Character for character, write out the data below.

▸ Information given
--------

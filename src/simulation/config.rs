// src/simulation/config.rs

use crate::error::{SimResult, SimulationError};
use crate::io::demand::DEFAULT_DEMAND_MEAN;
use serde::{Deserialize, Serialize};
use std::fs::File;
use std::io::BufReader;
use std::path::Path;

/// Parameters for one simulation run.
///
/// The struct is immutable for the duration of a run: the engine takes a
/// copy when it starts and never writes back into it.
#[derive(Debug, Clone, PartialEq, Serialize, Deserialize)]
#[serde(default)]
pub struct SimulationParameters {
    /// Simulation horizon in days.
    pub days: usize,
    /// Exponential smoothing factor (0 = ignore new demand, 1 = pure lag).
    pub alpha: f64,
    /// Service-level multiplier applied to the demand standard deviation.
    pub z: f64,
    /// Days between placing an order and receiving it.
    pub lead_time: usize,
    /// Fixed cost per order placed. Only used for EOQ sizing.
    pub order_cost: f64,
    /// Cost of holding one unit for one day. Only used for EOQ sizing.
    pub holding_cost: f64,
    pub initial_inventory: u32,
    /// Seed for the demand generator.
    pub seed: u64,
    /// Mean of the Poisson daily demand.
    pub demand_mean: f64,
}

impl Default for SimulationParameters {
    fn default() -> Self {
        Self {
            days: 30,
            alpha: 0.3,
            z: 1.645,
            lead_time: 3,
            order_cost: 50.0,
            holding_cost: 2.0,
            initial_inventory: 100,
            seed: 42,
            demand_mean: DEFAULT_DEMAND_MEAN,
        }
    }
}

impl SimulationParameters {
    /// Loads parameters from a JSON file. Missing keys fall back to the defaults.
    pub fn from_json_file(path: impl AsRef<Path>) -> SimResult<Self> {
        let reader = BufReader::new(File::open(path)?);
        let params: Self = serde_json::from_reader(reader)?;
        Ok(params)
    }

    /// Checks every field against its domain.
    ///
    /// This is the only gate between user input and the simulation core; NaN
    /// and infinities fail every range check below.
    pub fn validate(&self) -> SimResult<()> {
        if self.days < 1 {
            return Err(SimulationError::invalid("days", "must be at least 1"));
        }
        if !(0.0..=1.0).contains(&self.alpha) {
            return Err(SimulationError::invalid(
                "alpha",
                format!("must be within [0, 1], got {}", self.alpha),
            ));
        }
        if !(self.z.is_finite() && self.z >= 0.0) {
            return Err(SimulationError::invalid(
                "z",
                format!("must be a finite value >= 0, got {}", self.z),
            ));
        }
        if self.lead_time < 1 {
            return Err(SimulationError::invalid("lead_time", "must be at least 1 day"));
        }
        check_positive("order_cost", self.order_cost)?;
        check_positive("holding_cost", self.holding_cost)?;
        check_positive("demand_mean", self.demand_mean)?;
        Ok(())
    }
}

fn check_positive(name: &'static str, value: f64) -> SimResult<()> {
    if value.is_finite() && value > 0.0 {
        Ok(())
    } else {
        Err(SimulationError::invalid(
            name,
            format!("must be a finite value > 0, got {value}"),
        ))
    }
}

--------

▸ Finished exercise
filename src/simulation/config.rs
// src/simulation/config.rs

use crate::error::{SimResult, SimulationError};
use crate::io::demand::DEFAULT_DEMAND_MEAN;
use serde::{Deserialize, Serialize};
use std::fs::File;
use std::io::BufReader;
use std::path::Path;

/// Parameters for one simulation run.
///
/// The struct is immutable for the duration of a run: the engine takes a
/// copy when it starts and never writes back into it.
#[derive(Debug, Clone, PartialEq, Serialize, Deserialize)]
#[serde(default)]
pub struct SimulationParameters {
    /// Simulation horizon in days.
    pub days: usize,
    /// Exponential smoothing factor (0 = ignore new demand, 1 = pure lag).
    pub alpha: f64,
    /// Service-level multiplier applied to the demand standard deviation.
    pub z: f64,
    /// Days between placing an order and receiving it.
    pub lead_time: usize,
    /// Fixed cost per order placed. Only used for EOQ sizing.
    pub order_cost: f64,
    /// Cost of holding one unit for one day. Only used for EOQ sizing.
    pub holding_cost: f64,
    pub initial_inventory: u32,
    /// Seed for the demand generator.
    pub seed: u64,
    /// Mean of the Poisson daily demand.
    pub demand_mean: f64,
}

impl Default for SimulationParameters {
    fn default() -> Self {
        Self {
            days: 30,
            alpha: 0.3,
            z: 1.645,
            lead_time: 3,
            order_cost: 50.0,
            holding_cost: 2.0,
            initial_inventory: 100,
            seed: 42,
            demand_mean: DEFAULT_DEMAND_MEAN,
        }
    }
}

impl SimulationParameters {
    /// Loads parameters from a JSON file. Missing keys fall back to the defaults.
    pub fn from_json_file(path: impl AsRef<Path>) -> SimResult<Self> {
        let reader = BufReader::new(File::open(path)?);
        let params: Self = serde_json::from_reader(reader)?;
        Ok(params)
    }

    /// Checks every field against its domain.
    ///
    /// This is the only gate between user input and the simulation core; NaN
    /// and infinities fail every range check below.
    pub fn validate(&self) -> SimResult<()> {
        if self.days < 1 {
            return Err(SimulationError::invalid("days", "must be at least 1"));
        }
        if !(0.0..=1.0).contains(&self.alpha) {
            return Err(SimulationError::invalid(
                "alpha",
                format!("must be within [0, 1], got {}", self.alpha),
            ));
        }
        if !(self.z.is_finite() && self.z >= 0.0) {
            return Err(SimulationError::invalid(
                "z",
                format!("must be a finite value >= 0, got {}", self.z),
            ));
        }
        if self.lead_time < 1 {
            return Err(SimulationError::invalid("lead_time", "must be at least 1 day"));
        }
        check_positive("order_cost", self.order_cost)?;
        check_positive("holding_cost", self.holding_cost)?;
        check_positive("demand_mean", self.demand_mean)?;
        Ok(())
    }
}

fn check_positive(name: &'static str, value: f64) -> SimResult<()> {
    if value.is_finite() && value > 0.0 {
        Ok(())
    } else {
        Err(SimulationError::invalid(
            name,
            format!("must be a finite value > 0, got {value}"),
        ))
    }
}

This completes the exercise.